[[ Data section, beginning ]]

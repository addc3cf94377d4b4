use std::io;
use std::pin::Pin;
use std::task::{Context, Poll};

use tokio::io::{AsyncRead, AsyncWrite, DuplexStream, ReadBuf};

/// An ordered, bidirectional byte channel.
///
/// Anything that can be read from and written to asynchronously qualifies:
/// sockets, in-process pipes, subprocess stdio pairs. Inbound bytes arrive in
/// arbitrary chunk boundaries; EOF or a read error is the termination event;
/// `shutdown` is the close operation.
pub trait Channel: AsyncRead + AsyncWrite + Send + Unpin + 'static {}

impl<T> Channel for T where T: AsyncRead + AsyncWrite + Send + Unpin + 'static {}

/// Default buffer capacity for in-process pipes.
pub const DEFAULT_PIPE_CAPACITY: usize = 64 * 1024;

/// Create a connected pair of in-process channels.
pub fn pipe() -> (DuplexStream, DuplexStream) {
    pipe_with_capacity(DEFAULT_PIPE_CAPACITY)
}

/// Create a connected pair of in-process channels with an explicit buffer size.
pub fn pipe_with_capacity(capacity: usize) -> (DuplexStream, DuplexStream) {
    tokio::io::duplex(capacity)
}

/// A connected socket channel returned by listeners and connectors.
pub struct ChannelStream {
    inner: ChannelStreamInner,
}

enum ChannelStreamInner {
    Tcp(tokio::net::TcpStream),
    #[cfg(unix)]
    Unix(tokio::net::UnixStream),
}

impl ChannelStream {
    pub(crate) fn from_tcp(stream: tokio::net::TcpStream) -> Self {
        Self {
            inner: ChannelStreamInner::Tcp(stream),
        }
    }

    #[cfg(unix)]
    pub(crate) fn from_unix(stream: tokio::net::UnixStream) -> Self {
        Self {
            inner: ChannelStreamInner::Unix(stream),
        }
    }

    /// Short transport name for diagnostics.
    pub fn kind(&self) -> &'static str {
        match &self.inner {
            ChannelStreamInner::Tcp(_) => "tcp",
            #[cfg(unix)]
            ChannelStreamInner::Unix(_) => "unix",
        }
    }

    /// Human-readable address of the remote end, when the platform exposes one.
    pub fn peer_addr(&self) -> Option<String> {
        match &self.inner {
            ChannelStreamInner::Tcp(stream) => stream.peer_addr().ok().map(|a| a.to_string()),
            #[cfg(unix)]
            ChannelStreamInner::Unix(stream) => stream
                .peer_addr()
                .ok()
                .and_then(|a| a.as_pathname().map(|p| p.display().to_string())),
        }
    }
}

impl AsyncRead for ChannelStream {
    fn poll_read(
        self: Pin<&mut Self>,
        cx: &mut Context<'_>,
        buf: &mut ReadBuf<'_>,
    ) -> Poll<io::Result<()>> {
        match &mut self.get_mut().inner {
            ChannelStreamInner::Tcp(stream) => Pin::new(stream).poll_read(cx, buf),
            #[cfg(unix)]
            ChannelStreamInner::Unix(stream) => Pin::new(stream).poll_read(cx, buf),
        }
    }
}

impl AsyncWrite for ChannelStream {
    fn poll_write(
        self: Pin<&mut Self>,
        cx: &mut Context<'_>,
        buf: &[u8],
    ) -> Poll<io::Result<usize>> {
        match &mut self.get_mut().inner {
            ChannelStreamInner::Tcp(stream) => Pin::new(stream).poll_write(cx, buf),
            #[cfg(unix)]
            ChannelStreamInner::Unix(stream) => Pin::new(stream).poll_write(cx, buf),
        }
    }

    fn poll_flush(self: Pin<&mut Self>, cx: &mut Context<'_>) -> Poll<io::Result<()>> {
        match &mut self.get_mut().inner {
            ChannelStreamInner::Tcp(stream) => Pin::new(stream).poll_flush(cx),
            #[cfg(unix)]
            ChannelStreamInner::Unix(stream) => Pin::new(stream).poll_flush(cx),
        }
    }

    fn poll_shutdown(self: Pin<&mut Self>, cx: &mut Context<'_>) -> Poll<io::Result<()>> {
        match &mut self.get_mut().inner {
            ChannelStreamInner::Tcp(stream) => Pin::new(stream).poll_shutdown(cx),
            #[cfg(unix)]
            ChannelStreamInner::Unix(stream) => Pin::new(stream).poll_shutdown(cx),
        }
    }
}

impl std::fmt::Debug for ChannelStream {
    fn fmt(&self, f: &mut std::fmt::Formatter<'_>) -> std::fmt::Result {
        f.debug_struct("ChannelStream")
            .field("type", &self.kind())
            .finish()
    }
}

[[ Data section, end ]]
[[ Data section, beginning ]]

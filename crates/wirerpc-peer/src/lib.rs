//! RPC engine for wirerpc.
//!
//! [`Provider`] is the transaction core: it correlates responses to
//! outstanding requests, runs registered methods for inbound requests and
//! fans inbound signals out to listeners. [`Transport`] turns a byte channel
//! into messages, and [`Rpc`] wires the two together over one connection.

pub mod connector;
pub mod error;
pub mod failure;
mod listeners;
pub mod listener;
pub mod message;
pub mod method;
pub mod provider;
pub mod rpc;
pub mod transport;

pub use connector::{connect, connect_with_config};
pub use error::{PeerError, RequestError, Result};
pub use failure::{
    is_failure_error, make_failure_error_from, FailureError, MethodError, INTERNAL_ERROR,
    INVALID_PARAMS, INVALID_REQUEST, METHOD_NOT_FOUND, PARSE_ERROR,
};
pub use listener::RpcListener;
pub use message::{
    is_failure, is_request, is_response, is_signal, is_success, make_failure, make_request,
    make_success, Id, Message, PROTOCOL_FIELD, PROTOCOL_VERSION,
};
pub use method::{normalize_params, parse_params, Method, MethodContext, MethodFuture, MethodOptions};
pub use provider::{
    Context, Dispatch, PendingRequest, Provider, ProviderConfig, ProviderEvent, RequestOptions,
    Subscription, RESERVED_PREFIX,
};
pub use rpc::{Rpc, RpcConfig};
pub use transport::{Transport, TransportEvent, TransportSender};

[[ Data section, end ]]
[[ Data section, beginning ]]

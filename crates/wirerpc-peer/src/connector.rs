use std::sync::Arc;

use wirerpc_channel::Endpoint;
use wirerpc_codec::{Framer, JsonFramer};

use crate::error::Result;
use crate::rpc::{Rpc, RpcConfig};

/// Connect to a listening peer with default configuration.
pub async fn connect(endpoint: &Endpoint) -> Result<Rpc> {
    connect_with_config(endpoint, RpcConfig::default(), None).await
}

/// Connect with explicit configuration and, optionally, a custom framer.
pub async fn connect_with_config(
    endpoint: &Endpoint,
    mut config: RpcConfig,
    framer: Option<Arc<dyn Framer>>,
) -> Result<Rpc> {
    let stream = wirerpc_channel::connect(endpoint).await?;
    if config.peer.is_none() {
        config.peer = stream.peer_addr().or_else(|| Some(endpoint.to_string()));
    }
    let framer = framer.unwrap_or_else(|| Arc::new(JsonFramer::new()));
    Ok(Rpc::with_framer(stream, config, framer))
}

[[ Data section, end ]]

Required work ▸ Extract all lines of the records above that include "crates".

Exercise output ▸
filename crates/wirerpc-peer/src/lib.rs
filename crates/wirerpc-peer/src/connector.rs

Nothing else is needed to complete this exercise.